Streaming is also a popular way to unwind—but it turns out that mathematicians estimate every episode of The Office subtracts twenty-one minutes from your life (twenty-four if you’re watching on Peacock).
On a positive note, the study found eating a peanut butter and jelly sandwich can add four minutes to your life, thanks to all the healthy fats found in peanut butter. Of course, that only goes for all-natural, salt-, sugar-, and preservative-free peanut butter on seeded sprouted bread, sandwiched with jam made from sun-ripened organic pluots grown in the Loire Valley. Skippy and Smucker’s will cost you eight minutes, minimum—per dollop.

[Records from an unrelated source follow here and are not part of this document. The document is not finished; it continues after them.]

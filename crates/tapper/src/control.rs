//! API-server connection: control messages in, exchange lines out.

use std::{sync::Arc, time::Duration};

use bytes::{Buf, BytesMut};
use serde::Deserialize;
use tap_api::Diagnostics;
use thiserror::Error;
use tokio::{
    io::{AsyncRead, AsyncReadExt},
    net::TcpStream,
    sync::broadcast,
};
use tokio_util::sync::CancellationToken;
use tracing::{debug, info, warn};

use crate::{
    capture::SourceManager,
    config::{ConfigError, PodEntry, parse_pods},
    emitter::{Line, forward_lines},
    target::TargetPolicy,
};

const INITIAL_BACKOFF: Duration = Duration::from_millis(500);
const MAX_BACKOFF: Duration = Duration::from_secs(30);
const MAX_LINE: usize = 4 * 1024 * 1024;

#[derive(Debug, Error)]
pub enum ControlError {
    #[error("malformed control message: {0}")]
    Json(#[from] serde_json::Error),
    #[error(transparent)]
    Address(#[from] ConfigError),
    #[error("control connection: {0}")]
    Io(#[from] std::io::Error),
    #[error("control message exceeds {MAX_LINE} bytes")]
    TooLong,
}

#[derive(Debug, Clone, PartialEq, Eq, Deserialize)]
#[serde(tag = "messageType", rename_all = "camelCase")]
pub enum ControlMessage {
    SetPorts {
        #[serde(default)]
        ports: Vec<u16>,
    },
    SetAddresses {
        #[serde(default)]
        addresses: Vec<PodEntry>,
    },
    #[serde(other)]
    Unknown,
}

impl ControlMessage {
    pub fn parse(line: &[u8]) -> Result<Self, ControlError> {
        Ok(serde_json::from_slice(line)?)
    }

    fn kind(&self) -> &'static str {
        match self {
            Self::SetPorts { .. } => "setPorts",
            Self::SetAddresses { .. } => "setAddresses",
            Self::Unknown => "unknown",
        }
    }
}

/// Applies control messages to the running tapper. Updates only affect
/// flows created afterwards.
pub struct ControlHandler {
    policy:  Arc<TargetPolicy>,
    sources: Option<Arc<SourceManager>>,
}

impl ControlHandler {
    pub fn new(policy: Arc<TargetPolicy>, sources: Option<Arc<SourceManager>>) -> Self {
        Self { policy, sources }
    }

    pub fn apply(&self, message: ControlMessage) -> Result<(), ControlError> {
        match message {
            ControlMessage::SetPorts { ports } => self.policy.set_ports(ports),
            ControlMessage::SetAddresses { addresses } => {
                let pods = parse_pods(addresses)?;
                self.policy.set_pods(pods.clone());
                if let Some(sources) = &self.sources {
                    // An empty expression captures everything
                    let filter = self.policy.bpf_filter().unwrap_or_default();
                    sources.set_bpf_all(&filter);
                    let attached = sources.sync_sidecars(&pods, Some(&filter));
                    debug!(attached, "sidecars resynchronised");
                }
            },
            ControlMessage::Unknown => {},
        }
        Ok(())
    }
}

/// Persistent connection to the API server, redialled with backoff.
pub struct ControlClient {
    address:     String,
    handler:     Arc<ControlHandler>,
    lines:       broadcast::Sender<Line>,
    diagnostics: Arc<Diagnostics>,
}

impl ControlClient {
    pub fn new(
        address: String,
        handler: Arc<ControlHandler>,
        lines: broadcast::Sender<Line>,
        diagnostics: Arc<Diagnostics>,
    ) -> Self {
        Self {
            address,
            handler,
            lines,
            diagnostics,
        }
    }

    pub async fn run(self, cancel: CancellationToken) {
        let mut backoff = INITIAL_BACKOFF;
        loop {
            let connected = tokio::select! {
                _ = cancel.cancelled() => return,
                connected = TcpStream::connect(&self.address) => connected,
            };
            match connected {
                Ok(stream) => {
                    backoff = INITIAL_BACKOFF;
                    info!(
                        event.name = "control.connected",
                        address = %self.address,
                        "connected to api server"
                    );
                    if let Err(e) = self.session(stream, &cancel).await {
                        self.diagnostics.errors.error("Control-Connection", e);
                    }
                    if cancel.is_cancelled() {
                        return;
                    }
                    warn!(
                        event.name = "control.disconnected",
                        address = %self.address,
                        "api server connection closed"
                    );
                },
                Err(e) => {
                    warn!(
                        event.name = "control.connect_failed",
                        address = %self.address,
                        error = %e,
                        retry_in_ms = backoff.as_millis() as u64,
                        "cannot reach api server"
                    );
                },
            }
            tokio::select! {
                _ = cancel.cancelled() => return,
                _ = tokio::time::sleep(backoff) => {},
            }
            backoff = (backoff * 2).min(MAX_BACKOFF);
        }
    }

    async fn session(&self, stream: TcpStream, cancel: &CancellationToken) -> Result<(), ControlError> {
        let _ = stream.set_nodelay(true);
        let (read, write) = stream.into_split();
        let session = cancel.child_token();
        let writer = tokio::spawn(forward_lines(
            self.lines.subscribe(),
            write,
            self.diagnostics.clone(),
            session.clone(),
        ));
        let result = self.read_messages(read, cancel).await;
        session.cancel();
        if let Ok(Err(e)) = writer.await {
            debug!(error = %e, "exchange line writer stopped");
        }
        result
    }

    /// Read newline-framed messages until EOF or cancellation.
    async fn read_messages<R>(&self, mut read: R, cancel: &CancellationToken) -> Result<(), ControlError>
    where
        R: AsyncRead + Unpin,
    {
        let mut buf = BytesMut::with_capacity(4096);
        loop {
            while let Some(end) = buf.iter().position(|b| *b == b'\n') {
                let line = buf.split_to(end);
                buf.advance(1);
                self.handle_line(&line).await;
            }
            if buf.len() > MAX_LINE {
                return Err(ControlError::TooLong);
            }
            let n = tokio::select! {
                _ = cancel.cancelled() => return Ok(()),
                n = read.read_buf(&mut buf) => n?,
            };
            if n == 0 {
                return Ok(());
            }
        }
    }

    async fn handle_line(&self, line: &[u8]) {
        let line = line.trim_ascii();
        if line.is_empty() {
            return;
        }
        let message = match ControlMessage::parse(line) {
            Ok(message) => message,
            Err(e) => {
                self.diagnostics.errors.error("Control-Message", e);
                return;
            },
        };
        info!(event.name = "control.message", kind = message.kind(), "control message received");
        if message == ControlMessage::Unknown {
            debug!(raw = %String::from_utf8_lossy(line), "ignoring unknown control message");
            return;
        }
        // Discovery and filter updates block
        let handler = self.handler.clone();
        match tokio::task::spawn_blocking(move || handler.apply(message)).await {
            Ok(Ok(())) => {},
            Ok(Err(e)) => self.diagnostics.errors.error("Control-Message", e),
            Err(e) => self.diagnostics.errors.error("Control-Message", e),
        }
    }
}
use h2session::H2Limits;
use rstest::rstest;
use tap_api::{Dissector, ProtocolId, TrafficFilteringOptions};

use super::{Http1Dissector, Http2Dissector, REDACTED};
use crate::testing::{MockReader, at};

fn h1() -> Http1Dissector {
    Http1Dissector::new(h2session::DEFAULT_MAX_BODY_SIZE)
}

fn chunk(data: &[u8], ms: u64) -> (Vec<u8>, std::time::SystemTime) {
    (data.to_vec(), at(ms))
}

// =========================================================================
// HTTP/2 frame builders
// =========================================================================

const END_STREAM: u8 = 0x01;
const END_HEADERS: u8 = 0x04;

fn frame(frame_type: u8, flags: u8, stream_id: u32, payload: &[u8]) -> Vec<u8> {
    let len = payload.len() as u32;
    let mut out = vec![(len >> 16) as u8, (len >> 8) as u8, len as u8, frame_type, flags];
    out.extend_from_slice(&stream_id.to_be_bytes());
    out.extend_from_slice(payload);
    out
}

fn settings() -> Vec<u8> {
    frame(0x04, 0, 0, &[])
}

fn headers(stream_id: u32, flags: u8, block: &[u8]) -> Vec<u8> {
    frame(0x01, END_HEADERS | flags, stream_id, block)
}

fn data(stream_id: u32, flags: u8, payload: &[u8]) -> Vec<u8> {
    frame(0x00, flags, stream_id, payload)
}

/// HPACK literal header field without indexing, new name
fn literal(name: &str, value: &str) -> Vec<u8> {
    let mut out = vec![0x00, name.len() as u8];
    out.extend_from_slice(name.as_bytes());
    out.push(value.len() as u8);
    out.extend_from_slice(value.as_bytes());
    out
}

fn grpc_message(payload: &[u8]) -> Vec<u8> {
    let mut out = vec![0u8];
    out.extend_from_slice(&(payload.len() as u32).to_be_bytes());
    out.extend_from_slice(payload);
    out
}

// =========================================================================
// HTTP/1
// =========================================================================

#[test]
fn test_get_pairs_into_one_exchange() {
    let (mut client, mut server, shared) = MockReader::pair(
        80,
        vec![chunk(b"GET /x?a=1 HTTP/1.1\r\nHost: a\r\n\r\n", 0)],
        vec![chunk(b"HTTP/1.1 200 OK\r\nContent-Length: 2\r\n\r\nok", 5)],
        TrafficFilteringOptions::default(),
    );
    h1().dissect(&mut client).unwrap();
    h1().dissect(&mut server).unwrap();

    let exchanges = shared.exchanges();
    assert_eq!(exchanges.len(), 1);
    let ex = &exchanges[0];
    assert_eq!(ex.protocol.version, "1.1");
    assert_eq!(ex.elapsed_time, 5);
    assert_eq!(ex.src.ip, "10.0.0.1");
    assert_eq!(ex.dst.port, Some(80));

    let req = ex.request.as_http_request().unwrap();
    assert_eq!(req.url, "http://a/x?a=1");
    assert_eq!(req.path, "/x");
    assert_eq!(req.query_string.len(), 1);
    let resp = ex.response.as_ref().unwrap().as_http_response().unwrap();
    assert_eq!(resp.status, 200);
    assert_eq!(resp.body.as_bytes, "ok");
    assert_eq!(shared.diagnostics.stats.snapshot().matched_messages, 1);
    assert_eq!(*shared.protocol.lock().unwrap(), Some(ProtocolId::Http1));
}

#[test]
fn test_pipelined_requests_pair_in_order() {
    let (mut client, mut server, shared) = MockReader::pair(
        8080,
        vec![chunk(b"GET /a HTTP/1.1\r\n\r\nGET /b HTTP/1.1\r\n\r\n", 0)],
        vec![
            chunk(b"HTTP/1.1 200 OK\r\nContent-Length: 1\r\n\r\nA", 3),
            chunk(b"HTTP/1.1 404 Not Found\r\nContent-Length: 1\r\n\r\nB", 7),
        ],
        TrafficFilteringOptions::default(),
    );
    h1().dissect(&mut server).unwrap();
    h1().dissect(&mut client).unwrap();

    let exchanges = shared.exchanges();
    let pairs: Vec<(String, u16)> = exchanges
        .iter()
        .map(|ex| {
            let path = ex.request.as_http_request().unwrap().path.clone();
            let status = ex.response.as_ref().unwrap().as_http_response().unwrap().status;
            (path, status)
        })
        .collect();
    assert_eq!(pairs, vec![("/a".to_string(), 200), ("/b".to_string(), 404)]);
}

#[test]
fn test_url_falls_back_to_server_address() {
    let (mut client, mut server, shared) = MockReader::pair(
        8080,
        vec![chunk(b"GET /ping HTTP/1.0\r\n\r\n", 0)],
        vec![chunk(b"HTTP/1.0 204 No Content\r\n\r\n", 1)],
        TrafficFilteringOptions::default(),
    );
    h1().dissect(&mut client).unwrap();
    h1().dissect(&mut server).unwrap();

    let ex = &shared.exchanges()[0];
    assert_eq!(ex.protocol.version, "1.0");
    assert_eq!(
        ex.request.as_http_request().unwrap().url,
        "http://10.0.0.2:8080/ping"
    );
}

#[test]
fn test_response_body_read_until_close() {
    let (mut client, mut server, shared) = MockReader::pair(
        80,
        vec![chunk(b"GET / HTTP/1.1\r\n\r\n", 0)],
        vec![
            chunk(b"HTTP/1.1 200 OK\r\nContent-Type: text/plain\r\n\r\nhel", 1),
            chunk(b"lo", 2),
        ],
        TrafficFilteringOptions::default(),
    );
    h1().dissect(&mut client).unwrap();
    h1().dissect(&mut server).unwrap();

    let ex = &shared.exchanges()[0];
    let resp = ex.response.as_ref().unwrap().as_http_response().unwrap();
    assert_eq!(resp.body.as_bytes, "hello");
    assert_eq!(resp.body.mime_type, "text/plain");
}

#[test]
fn test_interim_response_is_skipped() {
    let (mut client, mut server, shared) = MockReader::pair(
        80,
        vec![chunk(
            b"POST /u HTTP/1.1\r\nExpect: 100-continue\r\nContent-Length: 1\r\n\r\nx",
            0,
        )],
        vec![chunk(
            b"HTTP/1.1 100 Continue\r\n\r\nHTTP/1.1 201 Created\r\nContent-Length: 0\r\n\r\n",
            2,
        )],
        TrafficFilteringOptions::default(),
    );
    h1().dissect(&mut client).unwrap();
    h1().dissect(&mut server).unwrap();

    let exchanges = shared.exchanges();
    assert_eq!(exchanges.len(), 1);
    let resp = exchanges[0].response.as_ref().unwrap();
    assert_eq!(resp.as_http_response().unwrap().status, 201);
}

#[rstest]
#[case::redis(b"*1\r\n$4\r\nPING\r\n".as_slice())]
#[case::binary(b"\x00\x00\x00\x10\x00\x12\x00\x03".as_slice())]
#[case::preface(b"PRI * HTTP/2.0\r\n\r\nSM\r\n\r\n".as_slice())]
fn test_http1_rejects_other_protocols(#[case] bytes: &[u8]) {
    let (mut client, _server, shared) = MockReader::pair(
        80,
        vec![chunk(bytes, 0)],
        vec![],
        TrafficFilteringOptions::default(),
    );
    let err = h1().dissect(&mut client).unwrap_err();
    assert!(
        matches!(err, tap_api::DissectError::NotProtocol { .. }),
        "unexpected error: {err}"
    );
    assert!(shared.protocol.lock().unwrap().is_none(), "nothing claimed");
}

#[test]
fn test_http1_yields_when_other_side_claimed_differently() {
    let (mut client, _server, shared) = MockReader::pair(
        80,
        vec![chunk(b"GET / HTTP/1.1\r\n\r\n", 0)],
        vec![],
        TrafficFilteringOptions::default(),
    );
    *shared.protocol.lock().unwrap() = Some(ProtocolId::Redis);
    let err = h1().dissect(&mut client).unwrap_err();
    assert!(matches!(
        err,
        tap_api::DissectError::Claimed(ProtocolId::Redis)
    ));
}

// =========================================================================
// Filtering
// =========================================================================

fn run_single(request: &[u8], options: TrafficFilteringOptions) -> Vec<tap_api::Exchange> {
    let (mut client, mut server, shared) = MockReader::pair(
        80,
        vec![chunk(request, 0)],
        vec![chunk(
            b"HTTP/1.1 200 OK\r\nSet-Cookie: s=1\r\nContent-Type: application/json\r\nContent-Length: 19\r\n\r\n{\"password\":\"abcd\"}",
            1,
        )],
        options,
    );
    h1().dissect(&mut client).unwrap();
    h1().dissect(&mut server).unwrap();
    shared.exchanges()
}

#[test]
fn test_health_check_exchange_dropped() {
    let options =
        TrafficFilteringOptions::from_json(r#"{"healthChecksUserAgentHeaders":["kube-probe"]}"#)
            .unwrap();
    let exchanges = run_single(
        b"GET /healthz HTTP/1.1\r\nUser-Agent: kube-probe/1.27\r\n\r\n",
        options,
    );
    assert!(exchanges.is_empty());
}

#[test]
fn test_forwarded_for_replaces_client() {
    let exchanges = run_single(
        b"GET / HTTP/1.1\r\nX-Forwarded-For: 203.0.113.7, 10.1.1.1\r\n\r\n",
        TrafficFilteringOptions::default(),
    );
    assert_eq!(exchanges[0].src.ip, "203.0.113.7");
    assert_eq!(exchanges[0].src.port, None);
}

#[test]
fn test_sensitive_fields_redacted() {
    let exchanges = run_single(
        b"GET /login?user=bob&page=2 HTTP/1.1\r\nAuthorization: Bearer s3cret\r\nCookie: c=1\r\nUser-Agent: curl\r\n\r\n",
        TrafficFilteringOptions::default(),
    );
    let ex = &exchanges[0];
    let req = ex.request.as_http_request().unwrap();
    assert_eq!(req.header("authorization"), Some(REDACTED));
    assert_eq!(req.header("cookie"), None);
    assert_eq!(req.header("user-agent"), Some("curl"));
    assert_eq!(req.url, "http://10.0.0.2:80/login?user=[REDACTED]&page=2");

    let resp = ex.response.as_ref().unwrap().as_http_response().unwrap();
    assert_eq!(resp.header("set-cookie"), None);
    assert_eq!(resp.body.as_bytes, r#"{"password":"[REDACTED]"}"#);
}

#[test]
fn test_redaction_can_be_disabled() {
    let options = TrafficFilteringOptions::from_json(r#"{"disableRedaction":true}"#).unwrap();
    let exchanges = run_single(
        b"GET / HTTP/1.1\r\nAuthorization: Bearer s3cret\r\n\r\n",
        options,
    );
    let req = exchanges[0].request.as_http_request().unwrap();
    assert_eq!(req.header("authorization"), Some("Bearer s3cret"));
}

// =========================================================================
// HTTP/2 and gRPC
// =========================================================================

fn grpc_client() -> Vec<u8> {
    let mut block = vec![0x83, 0x86]; // :method POST, :scheme http
    block.extend(literal(":path", "/pkg.Svc/Do"));
    block.extend(literal(":authority", "svc:50051"));
    block.extend(literal("content-type", "application/grpc"));

    let mut out = h2session::CONNECTION_PREFACE.to_vec();
    out.extend(settings());
    out.extend(headers(1, 0, &block));
    out.extend(data(1, END_STREAM, &grpc_message(b"\x08\x01")));
    out
}

fn grpc_server(status: &str) -> Vec<u8> {
    let mut block = vec![0x88]; // :status 200
    block.extend(literal("content-type", "application/grpc"));

    let mut out = settings();
    out.extend(headers(1, 0, &block));
    out.extend(data(1, 0, &grpc_message(b"\x08\x02")));
    out.extend(headers(1, END_STREAM, &literal("grpc-status", status)));
    out
}

#[test]
fn test_grpc_unary_call() {
    let (mut client, mut server, shared) = MockReader::pair(
        50051,
        vec![chunk(&grpc_client(), 0)],
        vec![chunk(&grpc_server("0"), 4)],
        TrafficFilteringOptions::default(),
    );
    let d = Http2Dissector::default();
    d.dissect(&mut client).unwrap();
    d.dissect(&mut server).unwrap();

    let exchanges = shared.exchanges();
    assert_eq!(exchanges.len(), 1);
    let ex = &exchanges[0];
    assert_eq!(ex.protocol.abbreviation, "gRPC");
    assert_eq!(ex.elapsed_time, 4);

    let req = ex.request.as_http_request().unwrap();
    assert_eq!(req.url, "http://svc:50051/pkg.Svc/Do");
    assert_eq!(req.http_version, "HTTP/2.0");
    assert_eq!(req.body.encoding.as_deref(), Some("base64"));
    assert_eq!(req.body.size, 7);

    let resp = ex.response.as_ref().unwrap().as_http_response().unwrap();
    assert_eq!(resp.status, 200);
    assert_eq!(resp.status_text, "OK");
    assert_eq!(resp.header("grpc-status"), Some("0"));
    assert_eq!(*shared.protocol.lock().unwrap(), Some(ProtocolId::Http2));
}

#[test]
fn test_grpc_error_status_text() {
    let (mut client, mut server, shared) = MockReader::pair(
        50051,
        vec![chunk(&grpc_client(), 0)],
        vec![chunk(&grpc_server("14"), 1)],
        TrafficFilteringOptions::default(),
    );
    let d = Http2Dissector::default();
    d.dissect(&mut client).unwrap();
    d.dissect(&mut server).unwrap();

    let ex = &shared.exchanges()[0];
    let resp = ex.response.as_ref().unwrap().as_http_response().unwrap();
    assert_eq!(resp.status_text, "UNAVAILABLE");
}

#[test]
fn test_http2_body_limit_truncates() {
    let mut block = vec![0x83, 0x86];
    block.extend(literal(":path", "/upload"));
    block.extend(literal(":authority", "a"));
    let mut client_bytes = h2session::CONNECTION_PREFACE.to_vec();
    client_bytes.extend(settings());
    client_bytes.extend(headers(1, 0, &block));
    client_bytes.extend(data(1, END_STREAM, &[b'x'; 10]));

    let (mut client, mut server, shared) = MockReader::pair(
        80,
        vec![chunk(&client_bytes, 0)],
        vec![chunk(&[settings(), headers(1, END_STREAM, &[0x88])].concat(), 1)],
        TrafficFilteringOptions::default(),
    );
    let d = Http2Dissector::new(H2Limits::with_max_body_size(4));
    d.dissect(&mut client).unwrap();
    d.dissect(&mut server).unwrap();

    let ex = &shared.exchanges()[0];
    assert_eq!(ex.protocol.abbreviation, "HTTP/2");
    let body = &ex.request.as_http_request().unwrap().body;
    assert!(body.truncated);
    assert_eq!(body.size, 4);
}

#[test]
fn test_http2_rejects_http1_bytes() {
    let (mut client, mut server, _shared) = MockReader::pair(
        80,
        vec![chunk(b"GET / HTTP/1.1\r\nHost: a\r\n\r\n", 0)],
        vec![chunk(b"HTTP/1.1 200 OK\r\n\r\n", 1)],
        TrafficFilteringOptions::default(),
    );
    let d = Http2Dissector::default();
    assert!(d.dissect(&mut client).is_err());
    assert!(d.dissect(&mut server).is_err());
}

#[test]
fn test_h2c_upgrade_continues_as_http2() {
    let upgrade = b"GET / HTTP/1.1\r\nHost: a\r\nConnection: Upgrade, HTTP2-Settings\r\nUpgrade: h2c\r\nHTTP2-Settings: AAMAAABkAAQAAP__\r\n\r\n";
    let mut preface = h2session::CONNECTION_PREFACE.to_vec();
    preface.extend(settings());

    let mut server_bytes =
        b"HTTP/1.1 101 Switching Protocols\r\nConnection: Upgrade\r\nUpgrade: h2c\r\n\r\n".to_vec();
    server_bytes.extend(settings());
    server_bytes.extend(headers(1, 0, &[0x88]));
    server_bytes.extend(data(1, END_STREAM, b"hi"));

    let (mut client, mut server, shared) = MockReader::pair(
        80,
        vec![chunk(upgrade, 0), chunk(&preface, 2)],
        vec![chunk(&server_bytes, 3)],
        TrafficFilteringOptions::default(),
    );
    h1().dissect(&mut client).unwrap();
    h1().dissect(&mut server).unwrap();

    let exchanges = shared.exchanges();
    assert_eq!(exchanges.len(), 2);
    let switching = exchanges[0].response.as_ref().unwrap();
    assert_eq!(switching.as_http_response().unwrap().status, 101);

    assert_eq!(exchanges[1].protocol.abbreviation, "HTTP/2");
    let resp = exchanges[1].response.as_ref().unwrap().as_http_response().unwrap();
    assert_eq!(resp.status, 200);
    assert_eq!(resp.http_version, "HTTP/2.0");
}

Speaking of which: enjoy fruits and vegetables? Great! Eating organic, healthy foods has once again been proven to extend your life by several years. Unfortunately, talking about how much you enjoy fruits and vegetables in front of other people can shorten your lifespan by several decades.
Researchers also found that you should probably think before taking that run through the park. All that sodium from your sweat can wreak havoc on your blood pressure, threatening to kill you fourteen minutes ahead of God’s will (though researchers have also found that, if you time it right, at least you can go out with a sweaty glow).
Nevertheless, maintaining a healthy self-image is crucial to a long life. The probe found that googling your friends from middle school to see whether their life ended up worse than yours subtracts seventeen minutes from your life—but if you find out your bully is working a miserable desk job, you get fifteen of those minutes back.
If that bully turns out to be a respected food critic or HGTV host, have no fear—there are other ways to make up for lost time: a cup of coffee in the morning, a glass of wine at dinner, and a small square of dark chocolate for dessert have all been shown to support a healthy lifestyle. Unfortunately, all must be delivered intravenously in order to have any kind of positive impact on lifespan.
The data also revealed an eye-popping statistic about companionship: every time you play with a golden retriever puppy, it lops sixteen minutes off your life. We don’t know why that’s the case—we assume it’s something to do with the fur? Or maybe the saliva? Look, the abstract of the study didn’t get into it, and we’re not about to pay for some medicine journal membership to find out. (Besides, inputting your credit card information on a .edu user interface depletes eighty-two minutes of life anyway.)
And finally, reading this clickbait about how you’re doing everything wrong has, in and of itself, brought you several minutes closer to death. So get it together!